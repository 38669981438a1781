//! L2: combines the L1 reader/writer with acknowledgement, retransmission,
//! reconnection splicing, keep-alive and unresponsiveness detection.

use std::collections::VecDeque;
use std::sync::atomic::{AtomicBool, AtomicU64, Ordering};
use std::sync::{Arc, Mutex};
use std::time::{Duration, Instant};

use bytes::Bytes;
use eh_wire::{CloseReason, DuplexSocket, MessageKind, ProtocolMessage, ProtocolReader, ProtocolWriter};
use tokio::sync::broadcast;
use tracing::warn;

use crate::constants::{
    ACKNOWLEDGE_TIME, KEEP_ALIVE_SEND_TIME, RECONNECTION_GRACE_TIME, RECONNECTION_SHORT_GRACE_TIME,
    REPLAY_REQUEST_MIN_INTERVAL, TIMEOUT_TIME, UNRESPONSIVE_POLL_FLOOR,
};
use crate::diagnostics::ProtocolStatus;
use crate::error::ProtocolError;
use crate::events::{ProtocolEvent, UnresponsivenessEvent};
use crate::load::{AlwaysIdleLoadEstimator, LoadEstimator};

const EVENT_CHANNEL_CAPACITY: usize = 256;

struct UnackEntry {
    msg: ProtocolMessage,
    written_time: Instant,
}

struct OutgoingState {
    next_out_id: u32,
    out_ack: u32,
    unack_queue: VecDeque<UnackEntry>,
}

struct IncomingState {
    next_in_id: u32,
    in_ack: u32,
    last_incoming_msg_time: Option<Instant>,
}

struct Timers {
    last_replay_request_time: Option<Instant>,
    last_timeout_time: Instant,
}

/// Reliable, resumable messaging over a [`DuplexSocket`], generic over a
/// pluggable [`LoadEstimator`] used to defer unresponsiveness
/// declarations when the host itself is the bottleneck.
pub struct PersistentProtocol<S: DuplexSocket, L: LoadEstimator = AlwaysIdleLoadEstimator> {
    reader: Arc<ProtocolReader<S>>,
    writer: Arc<ProtocolWriter<S>>,
    out: Mutex<OutgoingState>,
    inc: Mutex<IncomingState>,
    timers: Mutex<Timers>,
    is_reconnecting: AtomicBool,
    is_disposed: AtomicBool,
    awaiting_reconnection: AtomicBool,
    had_reconnected_once: AtomicBool,
    reconnection_epoch: AtomicU64,
    keep_alive_enabled: AtomicBool,
    load_estimator: L,
    events: broadcast::Sender<ProtocolEvent>,
}

impl<S: DuplexSocket> PersistentProtocol<S, AlwaysIdleLoadEstimator> {
    /// Construct a protocol instance with a load estimator that always
    /// reports idle, a reasonable default for hosts with no cheaper
    /// signal to consult.
    #[must_use]
    pub fn new(socket: Arc<S>, keep_alive_enabled: bool) -> Arc<Self> {
        Self::with_load_estimator(socket, keep_alive_enabled, AlwaysIdleLoadEstimator)
    }
}

impl<S: DuplexSocket, L: LoadEstimator> PersistentProtocol<S, L> {
    #[must_use]
    pub fn with_load_estimator(socket: Arc<S>, keep_alive_enabled: bool, load_estimator: L) -> Arc<Self> {
        let reader = ProtocolReader::new(socket.clone());
        let writer = ProtocolWriter::new(socket);
        let (events, _) = broadcast::channel(EVENT_CHANNEL_CAPACITY);

        let protocol = Arc::new(Self {
            reader,
            writer,
            out: Mutex::new(OutgoingState {
                next_out_id: 0,
                out_ack: 0,
                unack_queue: VecDeque::new(),
            }),
            inc: Mutex::new(IncomingState {
                next_in_id: 0,
                in_ack: 0,
                last_incoming_msg_time: None,
            }),
            timers: Mutex::new(Timers {
                last_replay_request_time: None,
                last_timeout_time: Instant::now(),
            }),
            is_reconnecting: AtomicBool::new(false),
            is_disposed: AtomicBool::new(false),
            awaiting_reconnection: AtomicBool::new(false),
            had_reconnected_once: AtomicBool::new(false),
            reconnection_epoch: AtomicU64::new(0),
            keep_alive_enabled: AtomicBool::new(keep_alive_enabled),
            load_estimator,
            events,
        });

        protocol.install_reader_listeners();
        protocol.clone().spawn_ack_ticker();
        protocol.clone().spawn_unresponsiveness_detector();
        protocol.clone().spawn_keep_alive();
        protocol
    }

    /// Subscribe to protocol lifecycle/message events.
    #[must_use]
    pub fn subscribe(&self) -> broadcast::Receiver<ProtocolEvent> {
        self.events.subscribe()
    }

    #[must_use]
    pub fn status(&self) -> ProtocolStatus {
        let out = self.out.lock().unwrap();
        let inc = self.inc.lock().unwrap();
        ProtocolStatus {
            next_out_id: out.next_out_id,
            out_ack: out.out_ack,
            unacked_count: out.unack_queue.len(),
            next_in_id: inc.next_in_id,
            in_ack: inc.in_ack,
            is_reconnecting: self.is_reconnecting.load(Ordering::SeqCst),
            time_since_last_incoming: inc.last_incoming_msg_time.map(|t| t.elapsed()),
        }
    }

    /// Enqueue `payload` as the next REGULAR message. Queued immediately
    /// behind an outgoing ack cursor so the peer's `unackQueue` never
    /// grows from our silence; actually written to the wire unless a
    /// reconnection splice is in progress, in which case it waits in
    /// `unack_queue` for [`Self::end_accept_reconnection`].
    pub fn send(self: &Arc<Self>, payload: Bytes) -> Result<(), ProtocolError> {
        if self.is_disposed.load(Ordering::SeqCst) {
            return Err(ProtocolError::Disposed);
        }
        let msg = {
            let mut out = self.out.lock().unwrap();
            out.next_out_id += 1;
            let id = out.next_out_id;
            let ack = self.inc.lock().unwrap().next_in_id;
            let msg = ProtocolMessage::new(MessageKind::Regular, id, ack, payload);
            out.unack_queue.push_back(UnackEntry {
                msg: msg.clone(),
                written_time: Instant::now(),
            });
            msg
        };
        if !self.is_reconnecting.load(Ordering::SeqCst) {
            self.writer.write(msg)?;
        }
        Ok(())
    }

    pub fn send_control(self: &Arc<Self>, payload: Bytes) -> Result<(), ProtocolError> {
        let ack = self.inc.lock().unwrap().next_in_id;
        self.writer
            .write(ProtocolMessage::new(MessageKind::Control, 0, ack, payload))?;
        Ok(())
    }

    pub fn set_keep_alive_enabled(&self, enabled: bool) {
        self.keep_alive_enabled.store(enabled, Ordering::SeqCst);
    }

    /// Splice a freshly connected socket in. Messages sent via
    /// [`Self::send`] while reconnecting are queued but not written
    /// until [`Self::end_accept_reconnection`].
    pub fn begin_accept_reconnection(self: &Arc<Self>, socket: Arc<S>, initial_chunk: Bytes) {
        self.is_reconnecting.store(true, Ordering::SeqCst);
        self.awaiting_reconnection.store(false, Ordering::SeqCst);
        self.reconnection_epoch.fetch_add(1, Ordering::SeqCst);
        self.writer.rebind_socket(socket.clone());
        self.reader.rebind(socket, initial_chunk);
    }

    /// Acknowledge the current read cursor, flush the unacknowledged
    /// backlog through the newly spliced writer, and resume normal
    /// sending.
    pub fn end_accept_reconnection(self: &Arc<Self>) -> Result<(), ProtocolError> {
        let ack = self.inc.lock().unwrap().next_in_id;
        self.writer.write(ProtocolMessage::special(MessageKind::Ack, ack))?;
        self.rewrite_unacked()?;
        self.had_reconnected_once.store(true, Ordering::SeqCst);
        self.is_reconnecting.store(false, Ordering::SeqCst);
        Ok(())
    }

    pub fn dispose(&self) {
        if self.is_disposed.swap(true, Ordering::SeqCst) {
            return;
        }
        let _ = self.events.send(ProtocolEvent::Dispose);
    }

    /// Re-send the unacknowledged backlog, in ascending id order, on a
    /// [`MessageKind::ReplayRequest`] or a reconnection splice. Goes
    /// through [`ProtocolWriter::retransmit`] rather than `write`: these
    /// ids may already have been counted past by the writer's ordering
    /// gate once, so a plain `write` would leave them parked forever.
    fn rewrite_unacked(&self) -> Result<(), ProtocolError> {
        let out = self.out.lock().unwrap();
        for entry in &out.unack_queue {
            self.writer.retransmit(entry.msg.clone())?;
        }
        Ok(())
    }

    fn install_reader_listeners(self: &Arc<Self>) {
        let this = self.clone();
        self.reader.on_message(move |msg| this.on_socket_message(msg));
        let this = self.clone();
        self.reader.on_closed(move |reason| this.on_socket_closed(reason));
    }

    fn on_socket_message(self: &Arc<Self>, msg: &ProtocolMessage) {
        self.handle_ack(msg.ack);
        match msg.kind {
            MessageKind::Regular => self.handle_regular(msg),
            MessageKind::Control => {
                let _ = self.events.send(ProtocolEvent::ControlMessage(msg.payload.clone()));
            }
            MessageKind::Ack => {}
            MessageKind::Disconnect => self.dispose(),
            MessageKind::ReplayRequest => {
                if let Err(e) = self.rewrite_unacked() {
                    warn!(error = %e, "failed to replay unacknowledged backlog");
                }
            }
            MessageKind::Pause => self.writer.pause(),
            MessageKind::Resume => self.writer.resume(),
            MessageKind::KeepAlive | MessageKind::None | MessageKind::Unknown(_) => {}
        }
    }

    fn on_socket_closed(self: &Arc<Self>, reason: CloseReason) {
        let _ = self.events.send(ProtocolEvent::SocketClose(reason));
        if self.is_disposed.load(Ordering::SeqCst) {
            return;
        }
        self.awaiting_reconnection.store(true, Ordering::SeqCst);
        let epoch = self.reconnection_epoch.fetch_add(1, Ordering::SeqCst) + 1;
        let grace = if self.had_reconnected_once.load(Ordering::SeqCst) {
            RECONNECTION_SHORT_GRACE_TIME
        } else {
            RECONNECTION_GRACE_TIME
        };
        let this = self.clone();
        tokio::spawn(async move {
            tokio::time::sleep(grace).await;
            if this.reconnection_epoch.load(Ordering::SeqCst) == epoch
                && this.awaiting_reconnection.load(Ordering::SeqCst)
            {
                this.dispose();
            }
        });
    }

    fn handle_ack(&self, ack: u32) {
        let mut out = self.out.lock().unwrap();
        if ack > out.out_ack {
            out.out_ack = ack;
        }
        while let Some(front) = out.unack_queue.front() {
            if front.msg.id <= out.out_ack {
                out.unack_queue.pop_front();
            } else {
                break;
            }
        }
    }

    fn handle_regular(self: &Arc<Self>, msg: &ProtocolMessage) {
        let expected_next = {
            let inc = self.inc.lock().unwrap();
            inc.next_in_id + 1
        };
        if msg.id == expected_next {
            {
                let mut inc = self.inc.lock().unwrap();
                inc.next_in_id = msg.id;
                inc.last_incoming_msg_time = Some(Instant::now());
            }
            let _ = self.events.send(ProtocolEvent::Message(msg.payload.clone()));
        } else if msg.id > expected_next {
            self.request_replay(expected_next, msg.id);
        }
        // id < expected_next: a duplicate delivered during a replay, drop silently.
    }

    fn request_replay(&self, expected: u32, got: u32) {
        let should_request = {
            let mut timers = self.timers.lock().unwrap();
            let now = Instant::now();
            let allow = timers
                .last_replay_request_time
                .is_none_or(|t| now.duration_since(t) >= REPLAY_REQUEST_MIN_INTERVAL);
            if allow {
                timers.last_replay_request_time = Some(now);
            }
            allow
        };
        if !should_request {
            return;
        }
        warn!(expected, got, "gap in incoming regular ids; requesting replay");
        let ack = self.inc.lock().unwrap().next_in_id;
        if let Err(e) = self.writer.write(ProtocolMessage::special(MessageKind::ReplayRequest, ack)) {
            warn!(error = %e, "failed to send replay request");
        }
    }

    fn maybe_send_dedicated_ack(&self) {
        let ack_to_send = {
            let mut inc = self.inc.lock().unwrap();
            if inc.next_in_id > inc.in_ack {
                inc.in_ack = inc.next_in_id;
                Some(inc.next_in_id)
            } else {
                None
            }
        };
        if let Some(ack) = ack_to_send {
            if let Err(e) = self.writer.write(ProtocolMessage::special(MessageKind::Ack, ack)) {
                warn!(error = %e, "failed to send dedicated ack");
            }
        }
    }

    fn spawn_ack_ticker(self: Arc<Self>) {
        tokio::spawn(async move {
            let mut interval = tokio::time::interval(ACKNOWLEDGE_TIME);
            loop {
                interval.tick().await;
                if self.is_disposed.load(Ordering::SeqCst) {
                    break;
                }
                self.maybe_send_dedicated_ack();
            }
        });
    }

    fn spawn_keep_alive(self: Arc<Self>) {
        tokio::spawn(async move {
            let mut interval = tokio::time::interval(KEEP_ALIVE_SEND_TIME);
            loop {
                interval.tick().await;
                if self.is_disposed.load(Ordering::SeqCst) {
                    break;
                }
                if !self.keep_alive_enabled.load(Ordering::SeqCst) {
                    continue;
                }
                let ack = self.inc.lock().unwrap().next_in_id;
                if let Err(e) = self.writer.write(ProtocolMessage::special(MessageKind::KeepAlive, ack)) {
                    warn!(error = %e, "failed to send keep-alive");
                }
            }
        });
    }

    fn spawn_unresponsiveness_detector(self: Arc<Self>) {
        tokio::spawn(async move {
            loop {
                if self.is_disposed.load(Ordering::SeqCst) {
                    break;
                }
                let delay = self.unresponsiveness_poll();
                tokio::time::sleep(delay).await;
            }
        });
    }

    fn unresponsiveness_poll(&self) -> Duration {
        let t_msg = {
            let out = self.out.lock().unwrap();
            match out.unack_queue.front() {
                Some(entry) => entry.written_time.elapsed(),
                None => return TIMEOUT_TIME,
            }
        };
        let t_rx = self
            .reader
            .last_read_time()
            .map_or(t_msg, |t| t.elapsed());
        let t_to = self.timers.lock().unwrap().last_timeout_time.elapsed();

        if t_msg >= TIMEOUT_TIME && t_rx >= TIMEOUT_TIME && t_to >= TIMEOUT_TIME {
            if self.load_estimator.has_high_load() {
                return UNRESPONSIVE_POLL_FLOOR;
            }
            self.timers.lock().unwrap().last_timeout_time = Instant::now();
            let unack_count = self.out.lock().unwrap().unack_queue.len();
            let _ = self.events.send(ProtocolEvent::SocketTimeout(UnresponsivenessEvent {
                unack_count,
                time_since_oldest_unacked: t_msg,
                time_since_last_rx: t_rx,
            }));
            TIMEOUT_TIME
        } else {
            let max_elapsed = t_msg.max(t_rx).max(t_to);
            TIMEOUT_TIME
                .checked_sub(max_elapsed)
                .unwrap_or(Duration::ZERO)
                .max(UNRESPONSIVE_POLL_FLOOR)
        }
    }
}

* TASK DETAILS
In the records, which lines use the word "false"? Report them.

* SOLUTION TO THE EXERCISE
            is_reconnecting: AtomicBool::new(false),
            is_disposed: AtomicBool::new(false),
            awaiting_reconnection: AtomicBool::new(false),
            had_reconnected_once: AtomicBool::new(false),
        self.awaiting_reconnection.store(false, Ordering::SeqCst);
        self.is_reconnecting.store(false, Ordering::SeqCst);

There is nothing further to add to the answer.